All day I have been in a quandary; what is my next step?  Obviously, avoiding my computer was not an answer—that would be to give up, which was not an option. I have learned over the years, that if I give myself a back door, I will use it. No sense facing the challenge, when you can slip out the back and chalk up your premature departure to lost interest or another pressing project demanding your attention.

As I contemplated my predicament, I began to wonder about the source of my lack of motivation to continue writing this blog. Neither my heart nor purpose had changed. I wanted to use my voice through the written word to encourage the down-trodden and broken hearted, the discouraged and those in despair—conditions in which I have found myself repeatedly through the years. I clearly remember times in which I desperately longed to hear a word of comfort and hope, to know that someone understood and I was not alone.  My need for encouragement is ongoing, and I suspect it is a need shared by many. 

I probed a little deeper to discover the thoughts that were fueling the current furnace of affliction—confliction--in which I found myself regarding my blog start-up. Granted, it was a small furnace, self-constructed, but one that threatened to stall my forward progress, if not reduce it to ashes altogether. Undertaking the writing of the blog was a challenge, but one of which I was not afraid, per se. The problem seemed to stem from the area of motivation; many people were motivated by challenges, I was demotivated. Slowly it dawned on me that something happens when I frame a goal or aim as a challenge, even when it is one with which I agree or desire to reach, such as this blog.

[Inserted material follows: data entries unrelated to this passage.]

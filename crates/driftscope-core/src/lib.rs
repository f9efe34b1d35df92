pub mod config;
pub mod drift;
pub mod highlight;
pub mod request;

pub use config::{Config, ConfigError};
pub use drift::{AnalysisResult, Category, DriftItem, ParseError, Severity, parse_provider_text};
pub use highlight::{CandidateMatch, Highlighted, Segment, Span, highlight, locate, segment};
pub use request::{AnalysisRequest, RequestError};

All of a sudden, the scepter of possible failure arises and I want no part of the venture. Conversely, if I frame a goal or aim as a pursuit, my perspective and attitude change; I take off after the goal like a racehorse out of the gate.  

Perhaps the difference is subtle, and to others it may be of no consequence, but for me, it is a determining factor in my staying in the race. Viewed as a challenge, the focus is the end; as a pursuit, the focus is the process. With a challenge, you meet it or get beat; in a pursuit, there is room to stumble, get up, and go on.  I associate passion with pursuit, and panic with challenge. Passion motivates me, panic immobilizes me.

A problem identified, a solution readied. In retrospect, I realize how many times in the past I have lamented over my inability to follow through on an idea or project; how easily I indulge in self-flagellation and accept condemnation as the just reward for failure. We have an enemy who is not picky about what he uses to waylay or isolate us from the truth; yet we are never defenseless or without help or hope. If God is for us, who can be against us; if Christ is in us, we have access to the  wisdom  and sufficiency of God in every situation; if we are indwelt by the Holy Spirit,  He will lead us into all truth—and when we know the truth, the truth will set us free from the lies that blind us and bind us in the course of daily living.

I don’t know what tomorrow may bring, but what I want to bring to tomorrow is a deeper awareness of His presence and a greater trust in His faithfulness, come what may.  And by His grace, another post will come your way!